The researchers analyzed health data from 107,130 women who had participated in the Nurses' Health Study from 1986-2012. They found that, even after controlling for other risk factors such as age, diet, exercise, race and smoking, women who lived within 50 meters (164 feet) of a major road were 38 percent more likely to suffer sudden cardiac death than women who lived at least 500 meters (0.3 miles) from such a road. For every 100 meters (328 feet) closer a woman lived, her risk of sudden cardiac death went up 6 percent.

This increase in risk is comparable to that of other major cardiac risk factors, such as smoking or obesity.

Consistent with other studies, the researchers also found that living near a major road increased the risk of fatal coronary heart disease by 24 percent.

According to the Environmental Protection Agency, 35 million U.S. residents lived within 300 meters (984 feet) of a major road in 2009, and the number is increasing globally.
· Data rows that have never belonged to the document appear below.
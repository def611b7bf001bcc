use anyhow::Result;
use clap::Args as ClapArgs;

use safehold_core::StorageSite;
use safehold_core::sync::{SiteOutcome, SiteStatus, SyncResult};
use safehold_core::synchronize;

use crate::output::create_table;
use crate::vault::{Vault, VaultError};

#[derive(ClapArgs, Clone)]
pub struct Args {
    /// Succeed as long as this many sites were written
    #[arg(long, value_name = "N")]
    pub quorum: Option<usize>,
}

/// Pull every site's copy, reconcile, and push the result back out.
pub async fn execute(vault: &Vault, args: Args, quiet: bool) -> Result<()> {
    if vault.manager.sites().is_empty() {
        return Err(VaultError::NoSites.into());
    }

    let result = synchronize(&vault.manager, &vault.ctx).await?;
    if !quiet {
        print_report(vault.manager.sites(), &result);
    }

    let total = vault.manager.sites().len();
    let Some(save) = &result.save else {
        let failed = result.load.failed().count();
        if failed > 0 {
            return Err(VaultError::SitesFailed { failed, total }.into());
        }
        if !quiet {
            println!("No site holds a vault yet; nothing to synchronize");
        }
        return Ok(());
    };

    let failed = result
        .load
        .failed()
        .map(|o| o.site_name.as_str())
        .chain(save.failed().map(|o| o.site_name.as_str()))
        .collect::<std::collections::BTreeSet<_>>()
        .len();
    let required = args.quorum.unwrap_or(total);
    if failed > 0 && !save.has_quorum(required) {
        return Err(VaultError::SitesFailed { failed, total }.into());
    }
    Ok(())
}

fn print_report(sites: &[StorageSite], result: &SyncResult) {
    let mut table = create_table();
    table.set_header(vec!["Site", "Type", "Load", "Save"]);
    for (index, site) in sites.iter().enumerate() {
        let load = result.load.outcomes.get(index).map_or_else(String::new, describe);
        let save = result
            .save
            .as_ref()
            .and_then(|s| s.outcomes.get(index))
            .map_or_else(|| "-".to_string(), describe);
        table.add_row(vec![site.name().to_string(), site.kind().to_string(), load, save]);
    }
    println!("{table}");
}

fn describe(outcome: &SiteOutcome) -> String {
    match &outcome.status {
        SiteStatus::Loaded => "loaded".to_string(),
        SiteStatus::Empty => "empty".to_string(),
        SiteStatus::Saved => "saved".to_string(),
        SiteStatus::Skipped => "skipped (copy unreadable)".to_string(),
        SiteStatus::Failed(e) => format!("failed: {e}"),
    }
}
Air pollution likely to blame

The study did have some limitations. The researchers noted that they were not able to measure (and therefore control for) all known risks of sudden cardiac death. In addition, the sample was relatively homogenous, with most participants being white, of middle- to upper-socioeconomic class, and middle-aged to elderly (with an average age of 60). Further studies would be needed to see if the findings apply to other groups, as well.

Most significantly, they were not able to prove that air pollution was the cause of the increase in sudden cardiac death, though it is the most likely explanation.

"Our next step is to try to determine what specific exposures, such as air pollution, are driving the association between heart disease and major roadway proximity," Hart said.

Previous studies have demonstrated a strong connection between urban air pollution and higher death rates. One recent study, published in the Journal of Occupational and Environmental Medicine, found that days with high levels of particulate or ozone air pollution increased rates of
out-of-hospital cardiac arrest several days later.

Another study, published in the journal BMC Public Health in 2007, found that living in a major city posed a greater risk of death than living in the contaminated area around Chernobyl.

The researchers found that the cancer death rate among emergency workers who responded to the 1986 Chernobyl meltdown and among those who continued to live in the "exclusion zone" was 1 percent higher than normal. In contrast, people living in central London were 2.8 times more likely to die of heart or lung disease than those living in Inverness, the least polluted city in the United Kingdom.

"Populations still living unofficially in the abandoned lands around Chernobyl may actually have a lower health risk... than they would have if they were exposed to air pollution in a large city, such as nearby Kiev," researcher Jim Smith wrote.